Run Computer Illustrations
At The Sony Store, you can't buy Samsung, Panasonic or Nakamichi. Some advisors only sell products from one company. They give you get no choice. You rarely get the lowest price either. Since the advisors are captive and need commissions, the insurer gets sales without being especially competitive.
Independent advisors often conduct market surveys using comparison tools. You can do this online yourself. Beware of biases. Comparisons may not consider all products available since an advisor is only contracted with selected companies. Do you think they'll show products they don't sell?
Some advisors do show all products and then explain their recommendations. This prevents another advisor from showing you a cheaper option.
Coke or Pepsi? Like most of us, advisors have personal biases. Some insurers provide better support. Some pay more compensation. Some give better ongoing service. Some are better at paying claims. Some are better-known (e.g. more like GM than Subaru). Some are more financially stable. Some host better conventions.
Since there are so many insurance companies, it isn't practical for your advisor to deal with all of them. It's not advisable either. Because forms and procedures differ among companies, mistakes can easily be made. Companies also disappear, but you're protected against that.

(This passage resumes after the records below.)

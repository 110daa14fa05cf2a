//! Entities module - images, decoders and collections
//!
//! Everything here is independent of threads and caching policy:
//! - `provider`: stepwise decode state shared through the cache
//! - `loader`, `vpp`, `npy`, `edit`: decoder families
//! - `collection`: index-addressed frame sequences
//! - `traits`: the cache interface collections rely on

pub mod collection;
pub mod edit;
pub mod image;
pub mod loader;
pub mod npy;
pub mod provider;
pub mod traits;
pub mod vpp;

pub use collection::{build_from_filenames, Collection, CollectionSource, StaleFlag};
pub use edit::EditProgram;
pub use image::Image;
pub use provider::{CacheKey, Decoder, FrameHandle, FrameResult, Provider, ProviderState, SharedProvider, Step};
pub use traits::ProviderCache;
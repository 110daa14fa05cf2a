use clap::Parser;
use std::path::PathBuf;

use crate::error::PipelineError;

// Optional backends (compile-time)
#[cfg(feature = "openexr")]
const EXR_BACKEND: &str = "openexr-rs 0.11 (C++, DWAA/DWAB)";
#[cfg(not(feature = "openexr"))]
const EXR_BACKEND: &str = "exrs (pure Rust)";
#[cfg(feature = "raw")]
const RAW_BACKEND: &str = "rawloader";
#[cfg(not(feature = "raw"))]
const RAW_BACKEND: &str = "disabled";

const VERSION_INFO: &str = const_format::concatcp!(
    env!("CARGO_PKG_VERSION"), "\n",
    "EXR:    ", EXR_BACKEND, "\n",
    "Raw:    ", RAW_BACKEND, "\n",
    "Target: ", std::env::consts::ARCH, "-", std::env::consts::OS
);

/// Decode image sequences in the background and report each frame
#[derive(Parser, Debug)]
#[command(author, version = VERSION_INFO, about, long_about = None)]
pub struct Args {
    /// Files or glob patterns of the sequence ("-" reads standard input)
    #[arg(value_name = "FILES", required = true)]
    pub files: Vec<String>,

    /// Combine the sequence with --with sequences (RPN, e.g. "x y -")
    #[arg(short = 'e', long = "edit", value_name = "EXPR")]
    pub edit: Option<String>,

    /// Additional input sequence for --edit (file or glob pattern, repeatable)
    #[arg(short = 'w', long = "with", value_name = "PATTERN", requires = "edit")]
    pub with: Vec<String>,

    /// Only request this frame (0-based)
    #[arg(long = "frame", value_name = "N")]
    pub frame: Option<usize>,

    /// Hide this frame of the sequence before reading
    #[arg(long = "remove", value_name = "N")]
    pub remove: Option<usize>,

    /// Block the worker while idle instead of polling
    #[arg(long = "wait")]
    pub wait: bool,

    /// Skip format sniffing, use the generic decoder for stills
    #[arg(long = "force-generic")]
    pub force_generic: bool,

    /// Do not watch source files for changes
    #[arg(long = "no-watch")]
    pub no_watch: bool,

    /// Configuration file (JSON)
    #[arg(short = 'c', long = "config", value_name = "FILE")]
    pub config: Option<PathBuf>,

    /// Enable debug logging to file (default: seqload.log)
    #[arg(short = 'l', long = "log", value_name = "LOG_FILE")]
    pub log_file: Option<Option<PathBuf>>,

    /// Increase logging verbosity (default: warn, -v: info, -vv: debug, -vvv+: trace)
    #[arg(short = 'v', long = "verbose", action = clap::ArgAction::Count)]
    pub verbosity: u8,
}

/// Expand glob patterns into a file list in natural order ("f_9" before "f_10").
///
/// Arguments without glob metacharacters (and "-") are taken literally,
/// in their given order.
pub fn expand_patterns(patterns: &[String]) -> Result<Vec<PathBuf>, PipelineError> {
    let mut out = Vec::new();
    for pattern in patterns {
        if !pattern.contains(['*', '?', '[']) {
            out.push(PathBuf::from(pattern));
            continue;
        }
        let paths = glob::glob(pattern)
            .map_err(|e| PipelineError::Config(format!("bad pattern '{}': {}", pattern, e)))?;
        let mut matched: Vec<PathBuf> = paths.filter_map(Result::ok).collect();
        if matched.is_empty() {
            return Err(PipelineError::Config(format!("no file matches '{}'", pattern)));
        }
        matched.sort_by(|a, b| natord::compare(&a.to_string_lossy(), &b.to_string_lossy()));
        out.extend(matched);
    }
    Ok(out)
}
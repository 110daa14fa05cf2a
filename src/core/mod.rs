//! Core engine modules - cache, events, worker, watcher
//!
//! These modules schedule and share decode work; what gets decoded lives in `entities`.

pub mod cache;
pub mod event_bus;
pub mod events;
pub mod pipeline;
pub mod watcher;
pub mod workers;

// Re-exports for convenience
pub use cache::{CacheStats, FrameCache};
pub use event_bus::{downcast_event, BoxedEvent, EventBus, EventEmitter};
pub use pipeline::Pipeline;
pub use watcher::FileWatcher;
pub use workers::{IdleMode, LoadQueue, Tick, Workers};
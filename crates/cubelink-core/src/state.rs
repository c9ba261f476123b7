//! State vocabulary and the normalized update record.

use crate::DeviceId;
use chrono::{DateTime, Utc};
use serde::{Serialize, Serializer};
use std::fmt;

/// Attribute names the Cube reports for circuits, sensors, and valves.
///
/// Names the bridge does not know are kept verbatim in [`StateType::Other`]
/// so new firmware attributes still flow through.
#[derive(Debug, Clone, PartialEq, Eq, Hash, PartialOrd, Ord, Serialize)]
#[serde(into = "String")]
pub enum StateType {
    Moisture,
    Temperature,
    Brightness,
    SolarVoltage,
    LastUpdate,
    AutomaticMode,
    ValveStaggering,
    IrrigationWasStarted,
    ValveStatus,
    Valve2Status,
    Duration,
    Other(String),
}

impl StateType {
    /// The appliance's camelCase name.
    pub fn as_str(&self) -> &str {
        match self {
            Self::Moisture => "moisture",
            Self::Temperature => "temperature",
            Self::Brightness => "brightness",
            Self::SolarVoltage => "solarVoltage",
            Self::LastUpdate => "lastUpdate",
            Self::AutomaticMode => "automaticMode",
            Self::ValveStaggering => "valveStaggering",
            Self::IrrigationWasStarted => "irrigationWasStarted",
            Self::ValveStatus => "valveStatus",
            Self::Valve2Status => "valve2Status",
            Self::Duration => "duration",
            Self::Other(name) => name,
        }
    }

    /// snake_case form of the name, e.g. `solar_voltage`, `valve2_status`.
    pub fn snake_name(&self) -> String {
        let name = self.as_str();
        let mut out = String::with_capacity(name.len() + 4);
        for (i, c) in name.chars().enumerate() {
            if c.is_ascii_uppercase() {
                if i > 0 {
                    out.push('_');
                }
                out.push(c.to_ascii_lowercase());
            } else {
                out.push(c);
            }
        }
        out
    }

    /// True for the attributes coerced to booleans.
    pub fn is_boolean(&self) -> bool {
        matches!(
            self,
            Self::IrrigationWasStarted
                | Self::ValveStatus
                | Self::Valve2Status
                | Self::AutomaticMode
                | Self::ValveStaggering
        )
    }
}

impl From<&str> for StateType {
    fn from(name: &str) -> Self {
        match name {
            "moisture" => Self::Moisture,
            "temperature" => Self::Temperature,
            "brightness" => Self::Brightness,
            "solarVoltage" => Self::SolarVoltage,
            "lastUpdate" => Self::LastUpdate,
            "automaticMode" => Self::AutomaticMode,
            "valveStaggering" => Self::ValveStaggering,
            "irrigationWasStarted" => Self::IrrigationWasStarted,
            "valveStatus" => Self::ValveStatus,
            "valve2Status" => Self::Valve2Status,
            "duration" => Self::Duration,
            other => Self::Other(other.to_string()),
        }
    }
}

impl From<String> for StateType {
    fn from(name: String) -> Self {
        Self::from(name.as_str())
    }
}

impl From<StateType> for String {
    fn from(state_type: StateType) -> Self {
        match state_type {
            StateType::Other(name) => name,
            known => known.as_str().to_string(),
        }
    }
}

impl fmt::Display for StateType {
    fn fmt(&self, f: &mut fmt::Formatter<'_>) -> fmt::Result {
        f.write_str(self.as_str())
    }
}

/// A coerced attribute value.
///
/// `Null` is what a failed coercion produces; it is a value, not an error.
#[derive(Debug, Clone, PartialEq)]
pub enum StateValue {
    Null,
    Bool(bool),
    Int(i64),
    Float(f64),
    Timestamp(DateTime<Utc>),
    /// Passthrough for attributes without a coercion rule.
    Raw(serde_json::Value),
}

impl StateValue {
    /// Whether coercion produced no value.
    pub fn is_null(&self) -> bool {
        matches!(self, Self::Null)
    }

    /// The boolean, if this is one.
    pub fn as_bool(&self) -> Option<bool> {
        match self {
            Self::Bool(b) => Some(*b),
            _ => None,
        }
    }

    /// The integer, if this is one.
    pub fn as_i64(&self) -> Option<i64> {
        match self {
            Self::Int(n) => Some(*n),
            _ => None,
        }
    }

    /// The number as a float, if this is numeric.
    pub fn as_f64(&self) -> Option<f64> {
        match self {
            Self::Float(n) => Some(*n),
            Self::Int(n) => Some(*n as f64),
            _ => None,
        }
    }

    /// The timestamp, if this is one.
    pub fn as_timestamp(&self) -> Option<DateTime<Utc>> {
        match self {
            Self::Timestamp(ts) => Some(*ts),
            _ => None,
        }
    }
}

impl Serialize for StateValue {
    fn serialize<S: Serializer>(&self, serializer: S) -> Result<S::Ok, S::Error> {
        match self {
            Self::Null => serializer.serialize_none(),
            Self::Bool(b) => serializer.serialize_bool(*b),
            Self::Int(n) => serializer.serialize_i64(*n),
            Self::Float(n) => serializer.serialize_f64(*n),
            Self::Timestamp(ts) => ts.serialize(serializer),
            Self::Raw(value) => value.serialize(serializer),
        }
    }
}

impl fmt::Display for StateValue {
    fn fmt(&self, f: &mut fmt::Formatter<'_>) -> fmt::Result {
        match self {
            Self::Null => f.write_str("null"),
            Self::Bool(b) => write!(f, "{b}"),
            Self::Int(n) => write!(f, "{n}"),
            Self::Float(n) => write!(f, "{n}"),
            Self::Timestamp(ts) => write!(f, "{}", ts.to_rfc3339()),
            Self::Raw(value) => write!(f, "{value}"),
        }
    }
}

/// One normalized change: `value` of `state_type` on `device_id`.
#[derive(Debug, Clone, PartialEq, Serialize)]
pub struct StateUpdate {
    pub device_id: DeviceId,
    pub state_type: StateType,
    pub value: StateValue,
}

impl StateUpdate {
    /// Build an update, coercing `raw` by the rules for `state_type`.
    pub fn coerced(device_id: DeviceId, state_type: StateType, raw: &serde_json::Value) -> Self {
        let value = crate::coerce::coerce(&state_type, raw);
        Self {
            device_id,
            state_type,
            value,
        }
    }
}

Insurers generally charge different rates based in expected claims
- males pay more than females
- smokers pay more than nonsmokers
Now there are further distinctions by health: regular (higher), preferred (lower) and elite (lowest). Since your advisor can't which class you'll be in, you'll probably see comparisons for the regular class. If you're found to be healthier, you'll get the pleasant surprise of a lower price. That's better than thinking you'll qualify for elite and having to pay more.
If your health is even worse than regular or if you take part in dangerous activities like race car driving, you'll face a temporary or permanent surcharge for that extra risk.

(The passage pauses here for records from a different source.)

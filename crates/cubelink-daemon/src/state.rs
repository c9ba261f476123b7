//! Latest known value of every device state.

use cubelink_client::Subscription;
use cubelink_core::{Circuit, DeviceId, StateType, StateUpdate, StateValue};
use std::collections::BTreeMap;
use std::sync::Arc;
use tokio::sync::RwLock;

/// A cache shared between the follower task and readers.
pub type SharedCache = Arc<RwLock<StateCache>>;

/// Last value seen per `(device, state type)`.
#[derive(Debug, Default)]
pub struct StateCache {
    values: BTreeMap<(DeviceId, StateType), StateValue>,
}

impl StateCache {
    /// Cache holding the state reported by the bootstrap listing.
    pub fn seeded(circuits: &[Circuit]) -> Self {
        let mut cache = Self::default();
        for update in circuits.iter().flat_map(Circuit::initial_updates) {
            cache.apply(update);
        }
        cache
    }

    /// Record an update. Returns whether the stored value changed.
    pub fn apply(&mut self, update: StateUpdate) -> bool {
        let key = (update.device_id, update.state_type);
        if self.values.get(&key) == Some(&update.value) {
            return false;
        }
        self.values.insert(key, update.value);
        true
    }

    /// Last value of one state of one device.
    pub fn get(&self, device_id: &DeviceId, state_type: &StateType) -> Option<&StateValue> {
        self.values.get(&(device_id.clone(), state_type.clone()))
    }

    /// Every known state of one device.
    pub fn device(&self, device_id: &DeviceId) -> impl Iterator<Item = (&StateType, &StateValue)> {
        self.values
            .iter()
            .filter(move |((id, _), _)| id == device_id)
            .map(|((_, st), value)| (st, value))
    }

    /// Every known state, ordered by device.
    pub fn iter(&self) -> impl Iterator<Item = (&DeviceId, &StateType, &StateValue)> {
        self.values.iter().map(|((id, st), value)| (id, st, value))
    }

    /// Number of known states.
    pub fn len(&self) -> usize {
        self.values.len()
    }

    /// Whether nothing is known yet.
    pub fn is_empty(&self) -> bool {
        self.values.is_empty()
    }
}

/// Apply updates from `subscription` until the bus closes.
pub async fn follow(cache: SharedCache, mut subscription: Subscription) {
    while let Some(update) = subscription.recv().await {
        let (device_id, state_type, value) = (
            update.device_id.clone(),
            update.state_type.clone(),
            update.value.to_string(),
        );
        if cache.write().await.apply(update) {
            tracing::info!(%device_id, %state_type, %value, "state changed");
        }
    }
    tracing::debug!("update stream closed");
}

Since companies assess risks differently, your advisor might ask you to apply to several insurers.
After The Term
Circumstances change. You may find you that you need permanent insurance. Most insurers anticipate this and let you convert your temporary protection to pricier permanent coverage up to a maximum age (say 65). You don't even require proof of good health. You simply pay the higher premiums for the new plan based on your current age.
Your advisor may anticipate your changing needs and select a term plan from a company with good permanent plans. Your term coverage may cost a bit more in exchange for these valuable options.
Your advisor may take the time to prepare a simple easy-to-follow summary of the different products. Others skip that step and show you computer-produced illustrations for selected companies and let you pick. Others select a company for you and only prepare proposals for that one. These advisors may bring printouts for different coverage amounts to help with your budgeting.
Despite the simplicity of term life insurance, you'll see differences in the advisor approaches. Since products and prices are similar, you'll generally get a reasonable solution. The deviations hurt most with a complex product like universal life.
- Oblivion: what happens if my life insurance company dies?
- Why you can't and don't buy on price
- Does Warren Buffett "buy term and invest the difference"?
- Why insurers won't insure you
- Secret 7: The best tax sheltering in Canada
- The power of redundancy
- image courtesy of clix (Brazil)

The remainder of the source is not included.